**Problem to work on**
Where does the string "over" appear in the material? Copy each line that holds it.

**Records supplied**
#####
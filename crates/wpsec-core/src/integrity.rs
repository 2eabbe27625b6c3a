//! Drift detection and repair against a baseline tree
//!
//! Two passes run in opposite directions:
//!
//! - **compare** walks the baseline and looks for each file in the live tree,
//!   flagging it `missing`, `changed` or (verbose only) `matched`.
//! - **find_non_core** walks the live tree and flags every path that has no
//!   baseline counterpart as `extra`. Those are warnings only.
//!
//! **repair** then copies baseline content over every changed or missing
//! live path, one atomic replace per file.

use std::io::ErrorKind;
use std::path::{Path, PathBuf};

use parking_lot::Mutex;
use serde::Serialize;
use tracing::{debug, info, warn};
use wpsec_fs::{NormalizedPath, PathEntry, SkipList, checksum, io};

use crate::config::{ScanConfig, canonical_dir};
use crate::dispatch::{Visit, visit_tree};
use crate::report::{DriftStatus, IssueKind, Report};
use crate::{Error, Result};

/// Outcome counts of a repair pass.
#[derive(Debug, Clone, Copy, Default, PartialEq, Eq, Serialize)]
pub struct RepairSummary {
    pub updated: usize,
    pub failed: usize,
}

/// Compares the live tree of a [`ScanConfig`] against baseline trees.
pub struct IntegrityEngine<'a> {
    config: &'a ScanConfig,
}

impl<'a> IntegrityEngine<'a> {
    pub fn new(config: &'a ScanConfig) -> Self {
        Self { config }
    }

    /// Compare, look for non-core paths, and repair when `fix` is set.
    pub fn run(&self, baseline: &Path, fix: bool) -> Result<Report> {
        let baseline = resolve_baseline(baseline)?;
        info!(
            live = %self.config.live_root().display(),
            baseline = %baseline.display(),
            fix,
            "Starting integrity check"
        );

        let mut report = self.compare(&baseline)?;
        self.find_non_core(&baseline, &mut report)?;

        if fix {
            let summary = self.repair(&baseline, &mut report)?;
            info!(updated = summary.updated, failed = summary.failed, "Repair finished");
        }

        Ok(report)
    }

    /// Walk the baseline and classify each of its files in the live tree.
    pub fn compare(&self, baseline: &Path) -> Result<Report> {
        let baseline = resolve_baseline(baseline)?;
        let start = self.config.start_in(&baseline);
        let report = Mutex::new(Report::new());

        if !start.exists() {
            debug!(start = %start.display(), "Scope absent from baseline, nothing to compare");
            return Ok(report.into_inner());
        }

        let live_root = self.config.live_root();
        let verbose = self.config.verbose();

        visit_tree(&baseline, &start, self.config.skip(), self.config.workers(), |entry| {
            if self.config.boundary().contains(&entry.relative) {
                return Visit::SkipSubtree;
            }
            if entry.is_dir {
                return Visit::Continue;
            }

            let live = entry.relative.under(live_root);
            match classify(&entry.path, &live) {
                Ok(DriftStatus::Matched) if !verbose => {}
                Ok(status) => {
                    debug!(path = %entry.relative, ?status, "classified");
                    if let Err(e) = report.lock().record(entry.relative.clone(), status) {
                        warn!(path = %entry.relative, error = %e, "Could not record drift");
                    }
                }
                Err(e) => {
                    warn!(path = %entry.relative, error = %e, "Could not hash file");
                    report
                        .lock()
                        .record_issue(entry.relative.clone(), IssueKind::Unreadable, e.to_string());
                }
            }
            Visit::Continue
        })?;

        Ok(report.into_inner())
    }

    /// Walk the live tree and record every path absent from the baseline.
    ///
    /// A non-core directory is recorded once; its contents are not listed.
    pub fn find_non_core(&self, baseline: &Path, report: &mut Report) -> Result<()> {
        let baseline = resolve_baseline(baseline)?;
        let start = self.config.start_in(self.config.live_root());
        let found = Mutex::new(Vec::new());

        if !start.exists() {
            return Ok(());
        }

        visit_tree(
            self.config.live_root(),
            &start,
            self.config.skip(),
            self.config.workers(),
            |entry: &PathEntry| {
                if self.config.boundary().contains(&entry.relative) {
                    return Visit::SkipSubtree;
                }
                if exists(&entry.relative.under(&baseline)) {
                    return Visit::Continue;
                }

                warn!("Non-core path found - {}", entry.relative);
                found.lock().push(entry.relative.clone());
                if entry.is_dir {
                    Visit::SkipSubtree
                } else {
                    Visit::Continue
                }
            },
        )?;

        for path in found.into_inner() {
            report.record(path, DriftStatus::Extra)?;
        }
        Ok(())
    }

    /// Copy baseline content over every changed or missing live path.
    ///
    /// A path that cannot be copied is recorded as a [`IssueKind::CopyFailure`]
    /// and the pass moves on.
    pub fn repair(&self, baseline: &Path, report: &mut Report) -> Result<RepairSummary> {
        let baseline = resolve_baseline(baseline)?;
        let drifted: Vec<NormalizedPath> = report.drifted().cloned().collect();
        let mut summary = RepairSummary::default();

        for relative in drifted {
            let source = relative.under(&baseline);
            let dest = relative.under(self.config.live_root());
            info!("copying {} -> {}", source.display(), dest.display());

            match io::copy_atomic(&source, &dest) {
                Ok(_) => {
                    report.record(relative, DriftStatus::Updated)?;
                    summary.updated += 1;
                }
                Err(e) => {
                    warn!(path = %relative, error = %e, "Could not repair");
                    report.record_issue(relative, IssueKind::CopyFailure, e.to_string());
                    summary.failed += 1;
                }
            }
        }

        Ok(summary)
    }
}

/// Compare `live_root` against `baseline_root` without repairing.
///
/// Uses the default content boundary.
pub fn check(live_root: &Path, baseline_root: &Path, skip: &SkipList, verbose: bool) -> Result<Report> {
    let config = ScanConfig::new(live_root)?
        .with_skip(skip.clone())
        .with_verbose(verbose);
    IntegrityEngine::new(&config).run(baseline_root, false)
}

fn resolve_baseline(baseline: &Path) -> Result<PathBuf> {
    canonical_dir(baseline).ok_or_else(|| Error::BaselineNotFound {
        path: baseline.to_path_buf(),
    })
}

/// Existence without following a final symlink, so dangling links count.
fn exists(path: &Path) -> bool {
    path.symlink_metadata().is_ok()
}

/// Classify one baseline file against its live counterpart.
///
/// A live file standing where the baseline has a parent directory leaves the
/// path unreachable, so it counts as missing.
fn classify(baseline_file: &Path, live: &Path) -> std::io::Result<DriftStatus> {
    match live.metadata() {
        Err(e) if matches!(e.kind(), ErrorKind::NotFound | ErrorKind::NotADirectory) => {
            return Ok(DriftStatus::Missing);
        }
        Err(e) => return Err(e),
        Ok(meta) if meta.is_dir() => return Ok(DriftStatus::Changed),
        Ok(_) => {}
    }

    if checksum::files_match(baseline_file, live)? {
        Ok(DriftStatus::Matched)
    } else {
        Ok(DriftStatus::Changed)
    }
}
#####
**Solution**
//! **repair** then copies baseline content over every changed or missing
    /// Copy baseline content over every changed or missing live path.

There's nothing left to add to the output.